Tanpa dibantu masyarakat, aparat keamanan yang jumlahnya sangat terbatas tentu akan kesulitan dalam memonitor setiap wilayah negara ini yang begitu luas. Satu hal lagi yang tak kalah penting adalah bagaimana kita harus menjadikan terorisme adalah musuh kita bersama. Kesamaan pemahaman ini penting dibangun untuk menghindari adanya salah pengertian tentang terorisme itu sendiri di masyarakat.
Memberantas
Terorisme tak sekadar dikutuk, namun juga harus diberantas. Rentetan aksi penembakan terhadap polisi di Solo pada 17, 18, dan 30 Agustus lalu, mengharuskan terorisme harus dihentikan. Dengan bentuknya sekarang, terbukti mereka masih ada, juga tak berhenti berkonsolidasi. Bahkan, tak sedikit analisis yang menyatakan, unjuk diri di Solo itu merupakan awal dari aksi teror yang lebih besar, dan boleh dibilang sebagai ”panggilan” terhadap jaringan teroris lainnya.
Mabes Polri menyimpulkan, para pelaku yang masih berusia belasan tahun itu berasal dari kelompok baru. Temuan tersebut menunjukkan banyak hal. Pertama, teroris yang terafiliasi dengan jaringan mana pun terus tumbuh dan berkonsolidasi, membangun sel-sel baru. Kedua, tidak ada waktu yang bisa disimpulkan sebagai ”saat berhenti”, karena setiap saat kelompok-kelompok itu bisa bergerak dengan elemen-elemen kejutnya. Ketiga, pola perekrutan makin mengarah ke kelompok remaja.

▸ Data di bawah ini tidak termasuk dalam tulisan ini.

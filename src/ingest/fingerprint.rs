//! Stable error fingerprinting
//!
//! The fingerprint is the group key: a short hash over message, level,
//! platform, and the innermost three stack frames. Grouping itself is a pure
//! query-time derivation over stored rows.

use serde_json::Value;
use sha2::{Digest, Sha256};

const FRAME_COUNT: usize = 3;

/// Compute the 16-hex-char fingerprint for an error
///
/// Frames are taken from `stacktrace.frames`, iterating from the end of the
/// array backwards (the innermost frames); for each, `filename`, `function`,
/// and `lineno` are appended when present. All parts are joined with `|`
/// before hashing.
pub fn fingerprint(message: &str, level: &str, platform: &str, stacktrace_json: &str) -> String {
    let mut parts: Vec<String> = vec![
        message.to_string(),
        level.to_string(),
        platform.to_string(),
    ];

    let stacktrace: Value = serde_json::from_str(stacktrace_json).unwrap_or(Value::Null);
    if let Some(frames) = stacktrace.get("frames").and_then(Value::as_array) {
        if !frames.is_empty() {
            let count = frames.len().min(FRAME_COUNT);
            for frame in frames.iter().rev().take(count) {
                if let Some(filename) = frame.get("filename").and_then(Value::as_str) {
                    parts.push(filename.to_string());
                }
                if let Some(function) = frame.get("function").and_then(Value::as_str) {
                    parts.push(function.to_string());
                }
                if let Some(lineno) = frame.get("lineno").and_then(Value::as_f64) {
                    parts.push(format!("{}", lineno as i64));
                }
            }
        }
    }

    let mut hasher = Sha256::new();
    hasher.update(parts.join("|").as_bytes());
    let digest = hex::encode(hasher.finalize());
    digest[..16].to_string()
}
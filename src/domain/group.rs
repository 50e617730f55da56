//! Derived error group view
//!
//! Groups are a pure query-time derivation over stored error rows keyed by
//! fingerprint. No group row is ever materialized.

use chrono::{DateTime, Utc};
use serde::{Deserialize, Serialize};

/// Aggregated view over all error events sharing a fingerprint
#[derive(Debug, Clone, Serialize, Deserialize)]
pub struct ErrorGroup {
    pub fingerprint: String,
    pub message: String,
    pub level: String,
    pub status: String,
    pub project_id: String,
    pub environment: String,
    pub platform: String,
    pub first_seen: DateTime<Utc>,
    pub last_seen: DateTime<Utc>,
    pub event_count: i64,
    pub user_count: i64,
    /// Event id used for routing to a representative occurrence
    pub representative_id: String,
    /// Hourly buckets over the trailing 24 hours
    pub timeline: Vec<TimelinePoint>,
}

/// One hourly bucket of a group's timeline
#[derive(Debug, Clone, Serialize, Deserialize)]
pub struct TimelinePoint {
    pub timestamp: DateTime<Utc>,
    pub count: i64,
}
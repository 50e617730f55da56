//! Uptime monitor domain model

use chrono::{DateTime, Utc};
use serde::{Deserialize, Serialize};
use uuid::Uuid;

/// Minimum seconds between two checks of the same monitor
pub const MIN_INTERVAL_SECONDS: i64 = 60;
/// Probe timeout bounds in seconds
pub const MIN_TIMEOUT_SECONDS: i64 = 5;
pub const MAX_TIMEOUT_SECONDS: i64 = 300;
pub const DEFAULT_TIMEOUT_SECONDS: i64 = 30;

/// Kind of probe a monitor runs
#[derive(Debug, Clone, Copy, PartialEq, Eq, Serialize, Deserialize)]
#[serde(rename_all = "lowercase")]
pub enum MonitorType {
    Http,
    Https,
    Tcp,
    /// Attempted as a TCP dial on common ports; raw sockets need privileges
    Icmp,
    Dns,
}

impl std::fmt::Display for MonitorType {
    fn fmt(&self, f: &mut std::fmt::Formatter<'_>) -> std::fmt::Result {
        match self {
            MonitorType::Http => write!(f, "http"),
            MonitorType::Https => write!(f, "https"),
            MonitorType::Tcp => write!(f, "tcp"),
            MonitorType::Icmp => write!(f, "icmp"),
            MonitorType::Dns => write!(f, "dns"),
        }
    }
}

impl std::str::FromStr for MonitorType {
    type Err = String;

    fn from_str(s: &str) -> Result<Self, Self::Err> {
        match s.to_lowercase().as_str() {
            "http" => Ok(MonitorType::Http),
            "https" => Ok(MonitorType::Https),
            "tcp" => Ok(MonitorType::Tcp),
            "icmp" => Ok(MonitorType::Icmp),
            "dns" => Ok(MonitorType::Dns),
            _ => Err(format!("Unknown monitor type: {}", s)),
        }
    }
}

/// Current state of a monitor
#[derive(Debug, Clone, Copy, PartialEq, Eq, Serialize, Deserialize)]
#[serde(rename_all = "lowercase")]
pub enum MonitorStatus {
    Up,
    Down,
    /// Operator-set; excluded from scheduling
    Paused,
}

impl std::fmt::Display for MonitorStatus {
    fn fmt(&self, f: &mut std::fmt::Formatter<'_>) -> std::fmt::Result {
        match self {
            MonitorStatus::Up => write!(f, "up"),
            MonitorStatus::Down => write!(f, "down"),
            MonitorStatus::Paused => write!(f, "paused"),
        }
    }
}

impl std::str::FromStr for MonitorStatus {
    type Err = String;

    fn from_str(s: &str) -> Result<Self, Self::Err> {
        match s {
            "up" => Ok(MonitorStatus::Up),
            "down" => Ok(MonitorStatus::Down),
            "paused" => Ok(MonitorStatus::Paused),
            _ => Err(format!("Unknown monitor status: {}", s)),
        }
    }
}

/// A user-configured uptime target
#[derive(Debug, Clone, Serialize, Deserialize)]
pub struct Monitor {
    pub id: String,
    pub project_id: String,
    pub name: String,
    #[serde(rename = "type")]
    pub monitor_type: MonitorType,
    pub url: String,
    /// Seconds between checks, at least [`MIN_INTERVAL_SECONDS`]
    pub interval: i64,
    /// Probe timeout in seconds, clamped to `[5, 300]`
    pub timeout: i64,
    pub status: MonitorStatus,
    pub last_checked_at: Option<DateTime<Utc>>,
    pub created_at: DateTime<Utc>,
}

impl Monitor {
    pub fn new(project_id: impl Into<String>, name: impl Into<String>, url: impl Into<String>) -> Self {
        Self {
            id: Uuid::new_v4().to_string(),
            project_id: project_id.into(),
            name: name.into(),
            monitor_type: MonitorType::Http,
            url: url.into(),
            interval: MIN_INTERVAL_SECONDS,
            timeout: DEFAULT_TIMEOUT_SECONDS,
            status: MonitorStatus::Up,
            last_checked_at: None,
            created_at: Utc::now(),
        }
    }

    /// Whether enough time has passed since the last check
    pub fn is_due(&self, now: DateTime<Utc>) -> bool {
        match self.last_checked_at {
            Some(last) => (now - last).num_seconds() >= self.interval,
            None => true,
        }
    }

    /// Effective probe timeout with the documented bounds applied
    pub fn effective_timeout(&self) -> std::time::Duration {
        let secs = if self.timeout == 0 {
            DEFAULT_TIMEOUT_SECONDS
        } else {
            self.timeout.clamp(MIN_TIMEOUT_SECONDS, MAX_TIMEOUT_SECONDS)
        };
        std::time::Duration::from_secs(secs as u64)
    }
}

/// The recorded outcome of one probe
#[derive(Debug, Clone, Serialize, Deserialize)]
pub struct MonitorCheck {
    pub id: String,
    pub monitor_id: String,
    pub status: MonitorStatus,
    pub response_time: i64,
    pub status_code: i64,
    pub error_message: String,
    pub created_at: DateTime<Utc>,
}

impl MonitorCheck {
    pub fn new(monitor_id: impl Into<String>, status: MonitorStatus) -> Self {
        Self {
            id: Uuid::new_v4().to_string(),
            monitor_id: monitor_id.into(),
            status,
            response_time: 0,
            status_code: 0,
            error_message: String::new(),
            created_at: Utc::now(),
        }
    }
}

Pertanyaan terpenting yang kita ajukan, bagaimana rakyat mendapat jaminan rasa aman dari negara, dalam hal ini aparatus keamanan? Berikutnya, pola-pola kerja sama seperti apa yang harus diintensifkan oleh aparat dengan warga masyarakat? Seperti apakah solusi deradikalisasi yang mesti ditempuh pemerintah dan para tokoh masyarakat di tengah kondisi demikian? Lalu, sejauh mana peran dunia pendidikan dalam memformulasikan pembentukan watak dan karakter bangsa? Ini harus segera dibenahi.
Kegalauan-kegalauan yang terungkap lewat sejumlah pertanyaan tersebut, bagaimana pun mewakili potret realitas mengenai apa yang belum pernah bisa ditemukan jalan keluarnya setiap kali meletup peristiwa teror. Bukankah kita sadar, kelompok teroris tak pernah mati sepanjang merasa masih banyak kepentingan yang mereka perjuangkan, dan pesan lewat tindakan itulah yang mereka pilih. Jalan pikiran itu tak pernah kita pahami, tetapi terbukti dipilih sebagai tindakan.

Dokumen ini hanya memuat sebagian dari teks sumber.